Les (longues) plaidoiries des avocats viendront clore les débats. «Soit vous êtes avec la doxa soit vous êtes des pestiférés», affirme Maître Assous. Avant d'ajouter:

«Une grande partie de l'intelligentsia américaine ne voulait pas l'élection de Trump, c'est la faute de la Russie. Une grande partie de l'intelligentsia européenne ne voulait pas le Brexit, c'est la faute de la Russie. La crise des Gilets jaunes perdure, c'est la faute de la Russie.»

Son homologue à la défense Patrick Klugman remercie quant à lui RT France et Sputnik de leur présence avant de s'attaquer sévèrement à une Russie «qui interpelle la France dans son fonctionnement démocratique». «On n'enquête pas sur le Kremlin en France car ça dérange», assure-t-il.

​Le délibéré est fixé au 31 mai.

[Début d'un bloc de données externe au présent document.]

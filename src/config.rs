// Centralized configuration for trap geometry, drive and run parameters

use serde::{Deserialize, Serialize};
use std::path::Path;

use crate::error::TrapError;

// ====================
// Reference Trap Geometry
// ====================
/// Electrode spacing d (m): side of the square whose corners hold the electrodes.
pub const DEFAULT_SPACING: f64 = 7.778e-3;
/// Electrode radius r (m).
pub const DEFAULT_ELECTRODE_RADIUS: f64 = 2.5e-3;

// ====================
// Reference Drive
// ====================
pub const DEFAULT_RF_AMPLITUDE: f64 = 56.0; // V
pub const DEFAULT_RF_FREQUENCY: f64 = 1.0e6; // Hz
pub const DEFAULT_RF_PHASE_DEG: f64 = 0.0;
/// Static offsets on electrodes 1..4 (V), numbered clockwise from the origin corner.
pub const DEFAULT_BIAS: [f64; 4] = [0.0, -0.3, 0.0, -0.3];

// ====================
// Reference Run
// ====================
pub const DEFAULT_DURATION: f64 = 1.0e-2; // s
pub const DEFAULT_STEP: f64 = 1.0e-9; // s
/// Initial displacement of the ion from the trap centre on both axes (m).
pub const DEFAULT_START_OFFSET: f64 = 0.7e-3;
/// Initial ion velocity (m/s).
pub const DEFAULT_START_VELOCITY: [f64; 2] = [700.0, 0.0];

// ====================
// Reference Sweep
// ====================
pub const DEFAULT_SWEEP_START: f64 = 1.0;
pub const DEFAULT_SWEEP_STOP: f64 = 100.0; // exclusive
pub const DEFAULT_SWEEP_INCREMENT: f64 = 1.0;
/// Upper bound on the number of trials a single sweep may generate
pub const MAX_SWEEP_TRIALS: usize = 100_000;
/// Sweep trials only need the terminal sample; record every N-th step otherwise.
pub const DEFAULT_SWEEP_RECORD_STRIDE: usize = 1000;

/// Fixed description of one trap instance.
///
/// Phase is given in degrees and defaults to zero when absent from a file.
#[derive(Clone, Debug, PartialEq, Serialize, Deserialize)]
pub struct TrapConfig {
    /// Electrode spacing d (m)
    pub spacing: f64,
    /// Electrode radius r (m)
    pub electrode_radius: f64,
    /// RF amplitude (V), applied common-mode on electrodes 1 and 3
    pub rf_amplitude: f64,
    /// RF frequency (Hz)
    pub rf_frequency: f64,
    #[serde(default)]
    pub rf_phase_deg: f64,
    /// Bias voltages on electrodes 1..4 (V)
    pub bias: [f64; 4],
}

impl Default for TrapConfig {
    fn default() -> Self {
        Self {
            spacing: DEFAULT_SPACING,
            electrode_radius: DEFAULT_ELECTRODE_RADIUS,
            rf_amplitude: DEFAULT_RF_AMPLITUDE,
            rf_frequency: DEFAULT_RF_FREQUENCY,
            rf_phase_deg: DEFAULT_RF_PHASE_DEG,
            bias: DEFAULT_BIAS,
        }
    }
}

impl TrapConfig {
    /// Build a configuration with zero RF phase.
    pub fn new(
        spacing: f64,
        electrode_radius: f64,
        rf_amplitude: f64,
        bias: [f64; 4],
        rf_frequency: f64,
    ) -> Self {
        Self {
            spacing,
            electrode_radius,
            rf_amplitude,
            rf_frequency,
            rf_phase_deg: 0.0,
            bias,
        }
    }

    pub fn with_phase_deg(mut self, phase_deg: f64) -> Self {
        self.rf_phase_deg = phase_deg;
        self
    }

    /// Trap centre coordinate on both axes.
    pub fn center(&self) -> f64 {
        self.spacing / 2.0
    }

    /// Reject configurations the field model cannot represent.
    pub fn validate(&self) -> Result<(), TrapError> {
        let d = self.spacing;
        let r = self.electrode_radius;
        if !d.is_finite() || !r.is_finite() || r <= 0.0 || d <= 2.0 * r {
            return Err(TrapError::InvalidGeometry { spacing: d, radius: r });
        }
        if !self.rf_amplitude.is_finite() || !self.rf_phase_deg.is_finite() {
            return Err(TrapError::InvalidDrive(format!(
                "amplitude {} V and phase {} deg must be finite",
                self.rf_amplitude, self.rf_phase_deg
            )));
        }
        if !self.rf_frequency.is_finite() || self.rf_frequency < 0.0 {
            return Err(TrapError::InvalidDrive(format!(
                "frequency {} Hz must be finite and non-negative",
                self.rf_frequency
            )));
        }
        if let Some(v) = self.bias.iter().find(|v| !v.is_finite()) {
            return Err(TrapError::InvalidDrive(format!("bias {} V must be finite", v)));
        }
        Ok(())
    }

    /// Load a trap configuration from a TOML file
    pub fn from_file<P: AsRef<Path>>(path: P) -> Result<Self, TrapError> {
        let contents = std::fs::read_to_string(path)?;
        let config = toml::from_str(&contents)?;
        Ok(config)
    }

    /// Save the trap configuration to a TOML file
    pub fn to_file<P: AsRef<Path>>(&self, path: P) -> Result<(), TrapError> {
        let contents = toml::to_string_pretty(self)?;
        std::fs::write(path, contents)?;
        Ok(())
    }
}

#[cfg(test)]
mod tests {
    use super::*;

    #[test]
    fn default_matches_reference_geometry() {
        let cfg = TrapConfig::default();
        assert_eq!(cfg.spacing, 7.778e-3);
        assert_eq!(cfg.electrode_radius, 2.5e-3);
        assert_eq!(cfg.bias, [0.0, -0.3, 0.0, -0.3]);
        assert!(cfg.validate().is_ok());
    }

    #[test]
    fn touching_electrodes_are_rejected() {
        let cfg = TrapConfig::new(1e-3, 1e-3, 10.0, [0.0; 4], 1e6);
        assert!(matches!(cfg.validate(), Err(TrapError::InvalidGeometry { .. })));
        // d == 2r puts the logarithm at zero
        let cfg = TrapConfig::new(2e-3, 1e-3, 10.0, [0.0; 4], 1e6);
        assert!(matches!(cfg.validate(), Err(TrapError::InvalidGeometry { .. })));
    }

    #[test]
    fn negative_frequency_is_rejected() {
        let cfg = TrapConfig::new(7e-3, 1e-3, 10.0, [0.0; 4], -1.0);
        assert!(matches!(cfg.validate(), Err(TrapError::InvalidDrive(_))));
    }

    #[test]
    fn phase_defaults_to_zero_when_missing() {
        let text = r#"
            spacing = 0.007778
            electrode_radius = 0.0025
            rf_amplitude = 56.0
            rf_frequency = 1000000.0
            bias = [0.0, -0.3, 0.0, -0.3]
        "#;
        let cfg: TrapConfig = toml::from_str(text).unwrap();
        assert_eq!(cfg.rf_phase_deg, 0.0);
        assert_eq!(cfg, TrapConfig::default());
    }

    #[test]
    fn toml_round_trip_through_file() {
        let path = std::env::temp_dir().join(format!("ion_trap_cfg_{}.toml", std::process::id()));
        let cfg = TrapConfig::default().with_phase_deg(45.0);
        cfg.to_file(&path).unwrap();
        let loaded = TrapConfig::from_file(&path).unwrap();
        std::fs::remove_file(&path).ok();
        assert_eq!(loaded, cfg);
    }
}
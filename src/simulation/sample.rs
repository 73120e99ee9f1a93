// simulation/sample.rs
// Records produced by a run: trajectory samples, the run verdict and the recording policy.

use serde::{Deserialize, Serialize};
use ultraviolet::DVec2;

/// One recorded integration step.
///
/// `time` is the time at the start of the step; `acceleration` is the value
/// that produced this step's velocity and position.
#[derive(Clone, Copy, Debug, PartialEq, Serialize, Deserialize)]
pub struct TrajectorySample {
    pub time: f64,
    #[serde(with = "dvec2_serde")]
    pub position: DVec2,
    #[serde(with = "dvec2_serde")]
    pub velocity: DVec2,
    #[serde(with = "dvec2_serde")]
    pub acceleration: DVec2,
}

/// How a run terminated.
#[derive(Clone, Copy, Debug, PartialEq, Serialize, Deserialize)]
pub enum RunOutcome {
    /// Survived the full requested duration
    Confined { last_time: f64 },
    /// Left the confinement region at `time`
    Lost { time: f64 },
    /// Position, velocity or acceleration became non-finite at `time`
    Diverged { time: f64 },
}

impl RunOutcome {
    /// True only when the particle stayed confined for the whole run.
    pub fn is_success(&self) -> bool {
        matches!(self, RunOutcome::Confined { .. })
    }

    /// Time stamp of the terminal sample.
    pub fn last_time(&self) -> f64 {
        match *self {
            RunOutcome::Confined { last_time } => last_time,
            RunOutcome::Lost { time } | RunOutcome::Diverged { time } => time,
        }
    }

    pub fn label(&self) -> &'static str {
        match self {
            RunOutcome::Confined { .. } => "confined",
            RunOutcome::Lost { .. } => "lost",
            RunOutcome::Diverged { .. } => "diverged",
        }
    }
}

/// Which steps are stored in the trajectory. The terminal step is always stored.
#[derive(Clone, Copy, Debug, PartialEq, Eq, Default, Serialize, Deserialize)]
pub enum RecordPolicy {
    #[default]
    EveryStep,
    /// Every n-th step counted from step 0 (n = 0 behaves like 1)
    Stride(usize),
    FinalOnly,
}

impl RecordPolicy {
    #[inline]
    pub fn records(&self, step_index: usize) -> bool {
        match *self {
            RecordPolicy::EveryStep => true,
            RecordPolicy::Stride(n) => step_index % n.max(1) == 0,
            RecordPolicy::FinalOnly => false,
        }
    }

    /// Upper bound on stored samples for a run of `steps` steps.
    pub fn expected_samples(&self, steps: usize) -> usize {
        match *self {
            RecordPolicy::EveryStep => steps,
            RecordPolicy::Stride(n) => (steps / n.max(1)).saturating_add(2),
            RecordPolicy::FinalOnly => 1,
        }
    }
}

/// Planar vectors are stored as `[x, y]` pairs.
mod dvec2_serde {
    use serde::{Deserialize, Deserializer, Serialize, Serializer};
    use ultraviolet::DVec2;

    pub fn serialize<S: Serializer>(v: &DVec2, s: S) -> Result<S::Ok, S::Error> {
        [v.x, v.y].serialize(s)
    }

    pub fn deserialize<'de, D: Deserializer<'de>>(d: D) -> Result<DVec2, D::Error> {
        let [x, y] = <[f64; 2]>::deserialize(d)?;
        Ok(DVec2::new(x, y))
    }
}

À la sortie de la salle, Maître Klugman se réjouit à notre micro «de la qualité des débats». «On ne trouve rien d'autre dans cet ouvrage que de la liberté d'expression» ajoute-t-il. Du côté de Djordje Kuzmanovic, c'est plutôt la surprise qui prédomine. Il garde cependant espoir:

«Je suis un peu étonné par la demande de relaxe. Mais je ne suis pas au fait des procédures judiciaire ni de comment cela fonctionne. Mais je sais la rigueur de notre argumentation et l'atteinte qui est faite, en particulier à mon épouse, Vera Nikolski. Donc on va attendre le jugement, mais il me semble que les juges ne vont pas systématiquement dans le sens du procureur. J'ai bon espoir, nos arguments sont bons.»